§ **About this exercise**:
State how many lines in the records below contain the word "HeadToHead". Nothing else is needed.

§ **Record excerpts**:
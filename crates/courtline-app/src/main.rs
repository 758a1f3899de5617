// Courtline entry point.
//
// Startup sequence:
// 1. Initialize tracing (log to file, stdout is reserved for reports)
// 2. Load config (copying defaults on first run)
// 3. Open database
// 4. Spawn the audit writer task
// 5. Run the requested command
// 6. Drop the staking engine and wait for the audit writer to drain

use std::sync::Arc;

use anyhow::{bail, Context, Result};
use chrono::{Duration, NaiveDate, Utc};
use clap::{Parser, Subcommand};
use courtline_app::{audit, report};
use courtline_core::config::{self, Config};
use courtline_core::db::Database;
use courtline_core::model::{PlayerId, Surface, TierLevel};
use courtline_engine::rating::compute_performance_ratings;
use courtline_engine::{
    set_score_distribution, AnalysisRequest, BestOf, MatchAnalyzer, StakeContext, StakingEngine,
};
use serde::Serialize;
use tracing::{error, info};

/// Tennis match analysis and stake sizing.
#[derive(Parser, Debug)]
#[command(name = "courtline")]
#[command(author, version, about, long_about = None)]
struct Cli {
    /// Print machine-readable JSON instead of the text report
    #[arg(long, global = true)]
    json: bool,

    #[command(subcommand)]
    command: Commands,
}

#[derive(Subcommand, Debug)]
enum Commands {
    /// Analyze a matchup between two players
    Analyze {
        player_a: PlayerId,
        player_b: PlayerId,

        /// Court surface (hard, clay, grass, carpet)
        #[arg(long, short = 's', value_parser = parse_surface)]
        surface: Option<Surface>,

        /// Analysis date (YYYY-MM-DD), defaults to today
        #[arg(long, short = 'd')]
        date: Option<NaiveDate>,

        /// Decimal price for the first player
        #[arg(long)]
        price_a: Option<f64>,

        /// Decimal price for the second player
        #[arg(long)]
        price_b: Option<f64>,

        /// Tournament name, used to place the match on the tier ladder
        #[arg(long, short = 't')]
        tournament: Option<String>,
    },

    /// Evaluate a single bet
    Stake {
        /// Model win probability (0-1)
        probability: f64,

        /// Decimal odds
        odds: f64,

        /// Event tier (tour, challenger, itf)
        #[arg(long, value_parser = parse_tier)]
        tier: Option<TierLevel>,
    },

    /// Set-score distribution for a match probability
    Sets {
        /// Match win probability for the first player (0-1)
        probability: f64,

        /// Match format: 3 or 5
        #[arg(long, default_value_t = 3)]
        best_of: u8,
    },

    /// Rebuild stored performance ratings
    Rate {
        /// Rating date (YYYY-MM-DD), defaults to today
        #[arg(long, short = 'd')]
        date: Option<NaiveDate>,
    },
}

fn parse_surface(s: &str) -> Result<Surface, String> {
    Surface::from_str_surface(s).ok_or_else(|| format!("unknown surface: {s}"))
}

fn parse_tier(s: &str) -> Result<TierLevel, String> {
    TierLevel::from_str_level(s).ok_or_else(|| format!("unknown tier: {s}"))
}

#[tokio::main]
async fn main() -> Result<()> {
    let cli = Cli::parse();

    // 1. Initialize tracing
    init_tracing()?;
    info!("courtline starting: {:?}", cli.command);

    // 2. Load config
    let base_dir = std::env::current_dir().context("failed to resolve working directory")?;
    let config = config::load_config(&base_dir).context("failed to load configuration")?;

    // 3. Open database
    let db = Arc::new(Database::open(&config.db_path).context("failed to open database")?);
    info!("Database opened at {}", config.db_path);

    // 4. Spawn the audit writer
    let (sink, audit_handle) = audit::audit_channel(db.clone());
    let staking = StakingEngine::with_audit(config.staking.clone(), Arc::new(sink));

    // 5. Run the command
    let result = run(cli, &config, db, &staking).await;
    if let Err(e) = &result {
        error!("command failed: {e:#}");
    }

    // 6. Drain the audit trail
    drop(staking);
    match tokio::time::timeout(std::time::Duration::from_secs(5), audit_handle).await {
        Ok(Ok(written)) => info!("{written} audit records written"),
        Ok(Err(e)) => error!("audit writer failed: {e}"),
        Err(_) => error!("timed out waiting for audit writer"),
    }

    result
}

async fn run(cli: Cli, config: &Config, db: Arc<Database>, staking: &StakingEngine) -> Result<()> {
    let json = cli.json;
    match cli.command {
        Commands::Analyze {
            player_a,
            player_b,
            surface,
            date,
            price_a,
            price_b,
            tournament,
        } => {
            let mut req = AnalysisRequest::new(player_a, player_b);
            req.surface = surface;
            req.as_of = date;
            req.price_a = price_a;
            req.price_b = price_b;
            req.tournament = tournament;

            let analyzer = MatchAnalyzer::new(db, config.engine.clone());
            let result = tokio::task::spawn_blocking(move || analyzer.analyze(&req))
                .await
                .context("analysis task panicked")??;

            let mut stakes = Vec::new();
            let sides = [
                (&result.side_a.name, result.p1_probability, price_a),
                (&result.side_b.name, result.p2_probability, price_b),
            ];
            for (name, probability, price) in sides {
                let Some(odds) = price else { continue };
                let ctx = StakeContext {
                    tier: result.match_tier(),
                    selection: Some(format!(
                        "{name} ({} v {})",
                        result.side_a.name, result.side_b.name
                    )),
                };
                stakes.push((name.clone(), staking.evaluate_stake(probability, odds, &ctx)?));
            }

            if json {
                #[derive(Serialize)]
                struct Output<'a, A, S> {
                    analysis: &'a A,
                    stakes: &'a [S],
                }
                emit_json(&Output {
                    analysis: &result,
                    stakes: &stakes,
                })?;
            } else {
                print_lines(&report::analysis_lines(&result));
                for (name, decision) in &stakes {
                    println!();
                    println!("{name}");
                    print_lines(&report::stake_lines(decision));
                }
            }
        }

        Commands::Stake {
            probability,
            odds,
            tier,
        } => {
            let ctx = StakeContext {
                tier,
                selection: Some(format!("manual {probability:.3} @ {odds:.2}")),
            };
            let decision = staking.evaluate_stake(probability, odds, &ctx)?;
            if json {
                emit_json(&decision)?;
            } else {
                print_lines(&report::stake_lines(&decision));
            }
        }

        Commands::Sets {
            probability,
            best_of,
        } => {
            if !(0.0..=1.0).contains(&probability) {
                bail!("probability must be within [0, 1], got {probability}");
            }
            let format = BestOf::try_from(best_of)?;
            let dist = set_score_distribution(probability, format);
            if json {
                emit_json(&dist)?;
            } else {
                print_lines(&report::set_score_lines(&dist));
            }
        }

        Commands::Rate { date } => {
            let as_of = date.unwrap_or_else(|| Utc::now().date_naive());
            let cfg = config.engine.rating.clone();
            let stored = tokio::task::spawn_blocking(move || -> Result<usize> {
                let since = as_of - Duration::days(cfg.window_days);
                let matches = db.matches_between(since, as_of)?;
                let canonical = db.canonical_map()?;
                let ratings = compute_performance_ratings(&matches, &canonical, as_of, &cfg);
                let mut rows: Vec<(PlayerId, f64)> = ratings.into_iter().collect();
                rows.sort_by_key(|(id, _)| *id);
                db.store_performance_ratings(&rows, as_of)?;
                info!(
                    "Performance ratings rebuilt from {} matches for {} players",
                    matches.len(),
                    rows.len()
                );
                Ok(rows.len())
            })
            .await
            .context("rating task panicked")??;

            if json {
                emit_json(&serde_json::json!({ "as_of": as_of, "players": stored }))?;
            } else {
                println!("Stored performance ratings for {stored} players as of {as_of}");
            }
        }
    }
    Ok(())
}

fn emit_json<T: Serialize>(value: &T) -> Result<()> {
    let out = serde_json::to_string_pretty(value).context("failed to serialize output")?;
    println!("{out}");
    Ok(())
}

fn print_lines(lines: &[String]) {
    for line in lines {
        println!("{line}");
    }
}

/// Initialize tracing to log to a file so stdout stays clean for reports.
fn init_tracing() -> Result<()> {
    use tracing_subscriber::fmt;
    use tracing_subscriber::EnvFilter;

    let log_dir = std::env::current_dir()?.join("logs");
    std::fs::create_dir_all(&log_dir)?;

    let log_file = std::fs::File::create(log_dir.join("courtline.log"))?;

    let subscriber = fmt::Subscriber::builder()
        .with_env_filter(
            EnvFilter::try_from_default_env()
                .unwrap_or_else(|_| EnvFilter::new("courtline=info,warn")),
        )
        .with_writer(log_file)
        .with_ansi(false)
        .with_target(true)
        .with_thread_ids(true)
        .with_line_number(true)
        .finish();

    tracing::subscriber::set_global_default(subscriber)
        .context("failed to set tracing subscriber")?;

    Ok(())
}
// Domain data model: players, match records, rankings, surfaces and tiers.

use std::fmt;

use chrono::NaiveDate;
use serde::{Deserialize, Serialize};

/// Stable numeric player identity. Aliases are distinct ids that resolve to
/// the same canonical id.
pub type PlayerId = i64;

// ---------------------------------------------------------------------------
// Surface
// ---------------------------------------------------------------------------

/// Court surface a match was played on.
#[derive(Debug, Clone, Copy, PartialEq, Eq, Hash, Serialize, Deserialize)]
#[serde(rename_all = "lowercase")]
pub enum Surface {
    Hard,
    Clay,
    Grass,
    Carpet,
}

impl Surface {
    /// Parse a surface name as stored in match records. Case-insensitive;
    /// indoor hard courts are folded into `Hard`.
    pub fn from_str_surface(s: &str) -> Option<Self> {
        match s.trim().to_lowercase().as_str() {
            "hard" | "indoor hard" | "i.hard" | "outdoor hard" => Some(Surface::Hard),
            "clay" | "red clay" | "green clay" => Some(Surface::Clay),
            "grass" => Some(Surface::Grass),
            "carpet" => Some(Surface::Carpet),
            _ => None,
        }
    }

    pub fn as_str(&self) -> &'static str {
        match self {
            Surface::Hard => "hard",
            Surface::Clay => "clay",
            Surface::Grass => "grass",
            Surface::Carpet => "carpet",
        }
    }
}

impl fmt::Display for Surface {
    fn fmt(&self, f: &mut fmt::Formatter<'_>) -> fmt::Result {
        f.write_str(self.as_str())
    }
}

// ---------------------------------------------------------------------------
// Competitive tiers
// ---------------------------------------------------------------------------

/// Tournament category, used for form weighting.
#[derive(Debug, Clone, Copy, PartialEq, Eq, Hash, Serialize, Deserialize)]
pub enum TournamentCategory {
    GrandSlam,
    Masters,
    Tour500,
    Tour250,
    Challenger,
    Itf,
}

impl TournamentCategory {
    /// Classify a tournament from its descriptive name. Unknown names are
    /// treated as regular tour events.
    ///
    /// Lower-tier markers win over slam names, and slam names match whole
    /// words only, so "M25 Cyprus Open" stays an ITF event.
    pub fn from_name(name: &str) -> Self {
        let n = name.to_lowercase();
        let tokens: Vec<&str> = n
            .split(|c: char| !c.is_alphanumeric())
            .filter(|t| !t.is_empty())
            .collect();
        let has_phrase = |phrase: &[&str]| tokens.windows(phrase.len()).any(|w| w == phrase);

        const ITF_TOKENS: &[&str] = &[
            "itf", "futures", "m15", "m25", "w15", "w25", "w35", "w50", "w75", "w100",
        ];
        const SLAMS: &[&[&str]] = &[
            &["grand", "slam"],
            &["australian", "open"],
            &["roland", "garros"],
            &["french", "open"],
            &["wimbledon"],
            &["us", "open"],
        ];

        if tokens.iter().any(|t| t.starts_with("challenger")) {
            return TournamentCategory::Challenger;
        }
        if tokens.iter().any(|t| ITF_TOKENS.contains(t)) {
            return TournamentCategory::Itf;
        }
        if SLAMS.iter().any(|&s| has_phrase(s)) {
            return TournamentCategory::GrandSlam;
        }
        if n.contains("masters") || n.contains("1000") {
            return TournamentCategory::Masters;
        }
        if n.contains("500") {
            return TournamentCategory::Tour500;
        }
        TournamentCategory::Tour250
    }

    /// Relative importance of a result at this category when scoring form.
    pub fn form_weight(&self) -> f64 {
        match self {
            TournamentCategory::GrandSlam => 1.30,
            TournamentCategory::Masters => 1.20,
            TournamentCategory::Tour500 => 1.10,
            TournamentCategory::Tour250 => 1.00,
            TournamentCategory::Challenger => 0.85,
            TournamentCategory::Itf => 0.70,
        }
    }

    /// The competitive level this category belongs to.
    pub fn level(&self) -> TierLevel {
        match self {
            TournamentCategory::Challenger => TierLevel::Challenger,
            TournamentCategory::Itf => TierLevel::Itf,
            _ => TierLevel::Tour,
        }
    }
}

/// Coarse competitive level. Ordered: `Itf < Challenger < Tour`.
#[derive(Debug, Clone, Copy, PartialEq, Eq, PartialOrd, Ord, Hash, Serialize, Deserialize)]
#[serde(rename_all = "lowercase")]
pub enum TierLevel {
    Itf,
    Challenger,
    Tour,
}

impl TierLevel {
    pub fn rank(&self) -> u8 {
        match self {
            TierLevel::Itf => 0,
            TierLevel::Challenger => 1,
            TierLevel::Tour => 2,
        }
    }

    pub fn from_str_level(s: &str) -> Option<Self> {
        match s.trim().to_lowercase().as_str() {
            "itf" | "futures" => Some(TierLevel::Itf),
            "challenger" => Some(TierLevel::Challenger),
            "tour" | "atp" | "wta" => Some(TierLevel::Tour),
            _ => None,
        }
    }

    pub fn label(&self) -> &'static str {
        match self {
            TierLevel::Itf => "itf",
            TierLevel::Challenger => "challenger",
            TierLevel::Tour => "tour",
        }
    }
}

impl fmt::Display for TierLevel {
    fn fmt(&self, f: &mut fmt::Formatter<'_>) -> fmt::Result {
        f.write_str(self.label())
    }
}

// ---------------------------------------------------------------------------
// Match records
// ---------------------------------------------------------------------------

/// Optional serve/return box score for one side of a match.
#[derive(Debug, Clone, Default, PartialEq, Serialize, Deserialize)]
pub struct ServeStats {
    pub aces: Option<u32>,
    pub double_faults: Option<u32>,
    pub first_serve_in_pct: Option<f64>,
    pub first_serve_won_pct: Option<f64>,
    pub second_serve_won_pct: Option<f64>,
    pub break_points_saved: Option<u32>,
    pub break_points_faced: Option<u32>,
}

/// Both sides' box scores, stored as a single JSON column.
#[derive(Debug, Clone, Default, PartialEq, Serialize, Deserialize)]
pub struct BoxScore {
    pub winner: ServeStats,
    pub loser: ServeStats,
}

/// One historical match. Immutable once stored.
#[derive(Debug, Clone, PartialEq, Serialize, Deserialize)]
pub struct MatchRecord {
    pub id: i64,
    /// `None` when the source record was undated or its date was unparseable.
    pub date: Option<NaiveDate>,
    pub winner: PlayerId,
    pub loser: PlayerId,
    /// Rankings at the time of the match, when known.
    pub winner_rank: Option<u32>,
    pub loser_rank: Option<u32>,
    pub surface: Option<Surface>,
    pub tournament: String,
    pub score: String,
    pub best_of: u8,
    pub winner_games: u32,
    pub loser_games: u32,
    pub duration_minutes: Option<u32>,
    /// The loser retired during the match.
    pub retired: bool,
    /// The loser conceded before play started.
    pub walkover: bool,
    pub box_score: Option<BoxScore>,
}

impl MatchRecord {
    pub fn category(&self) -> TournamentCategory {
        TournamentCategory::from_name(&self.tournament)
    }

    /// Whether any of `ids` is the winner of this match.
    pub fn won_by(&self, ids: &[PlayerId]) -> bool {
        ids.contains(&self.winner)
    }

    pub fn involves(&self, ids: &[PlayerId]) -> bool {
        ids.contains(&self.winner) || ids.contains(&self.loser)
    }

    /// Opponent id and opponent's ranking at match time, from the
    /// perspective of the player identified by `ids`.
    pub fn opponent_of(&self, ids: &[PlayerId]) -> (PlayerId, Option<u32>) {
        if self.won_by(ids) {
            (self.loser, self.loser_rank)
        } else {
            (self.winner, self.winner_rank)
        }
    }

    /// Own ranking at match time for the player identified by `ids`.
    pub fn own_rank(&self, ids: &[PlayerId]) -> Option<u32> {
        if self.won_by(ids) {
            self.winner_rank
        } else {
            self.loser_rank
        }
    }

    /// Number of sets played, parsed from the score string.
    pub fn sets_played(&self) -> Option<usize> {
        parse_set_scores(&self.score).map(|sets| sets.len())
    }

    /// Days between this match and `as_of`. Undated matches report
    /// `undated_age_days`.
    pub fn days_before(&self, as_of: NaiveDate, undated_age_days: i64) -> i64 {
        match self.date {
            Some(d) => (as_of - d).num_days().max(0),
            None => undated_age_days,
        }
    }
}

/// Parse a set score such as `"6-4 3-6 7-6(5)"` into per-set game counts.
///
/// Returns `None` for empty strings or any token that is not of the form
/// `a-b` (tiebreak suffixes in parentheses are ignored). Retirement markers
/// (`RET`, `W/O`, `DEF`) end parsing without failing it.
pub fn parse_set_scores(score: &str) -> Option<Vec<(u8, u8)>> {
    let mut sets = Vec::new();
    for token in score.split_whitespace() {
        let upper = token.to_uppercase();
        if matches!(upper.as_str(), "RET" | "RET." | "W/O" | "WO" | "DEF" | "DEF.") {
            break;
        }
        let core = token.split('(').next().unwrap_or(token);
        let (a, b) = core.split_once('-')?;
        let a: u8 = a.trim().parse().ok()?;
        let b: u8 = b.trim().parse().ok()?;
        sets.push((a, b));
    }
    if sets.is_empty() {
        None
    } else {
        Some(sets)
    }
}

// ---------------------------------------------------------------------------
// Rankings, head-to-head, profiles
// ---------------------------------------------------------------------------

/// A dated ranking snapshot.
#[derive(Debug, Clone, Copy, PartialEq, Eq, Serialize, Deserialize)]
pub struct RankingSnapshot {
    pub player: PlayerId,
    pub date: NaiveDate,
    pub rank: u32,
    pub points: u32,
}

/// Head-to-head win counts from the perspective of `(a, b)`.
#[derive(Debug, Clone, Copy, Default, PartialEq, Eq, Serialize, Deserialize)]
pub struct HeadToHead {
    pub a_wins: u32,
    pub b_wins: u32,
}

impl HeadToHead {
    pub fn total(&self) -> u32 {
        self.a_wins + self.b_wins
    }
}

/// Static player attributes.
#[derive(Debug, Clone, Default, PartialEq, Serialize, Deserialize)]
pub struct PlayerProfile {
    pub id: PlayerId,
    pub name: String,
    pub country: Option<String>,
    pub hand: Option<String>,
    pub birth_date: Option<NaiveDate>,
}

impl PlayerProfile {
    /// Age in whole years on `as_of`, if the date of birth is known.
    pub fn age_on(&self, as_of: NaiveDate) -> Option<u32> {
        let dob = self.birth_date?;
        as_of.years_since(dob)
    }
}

§ **Exercise result**:
2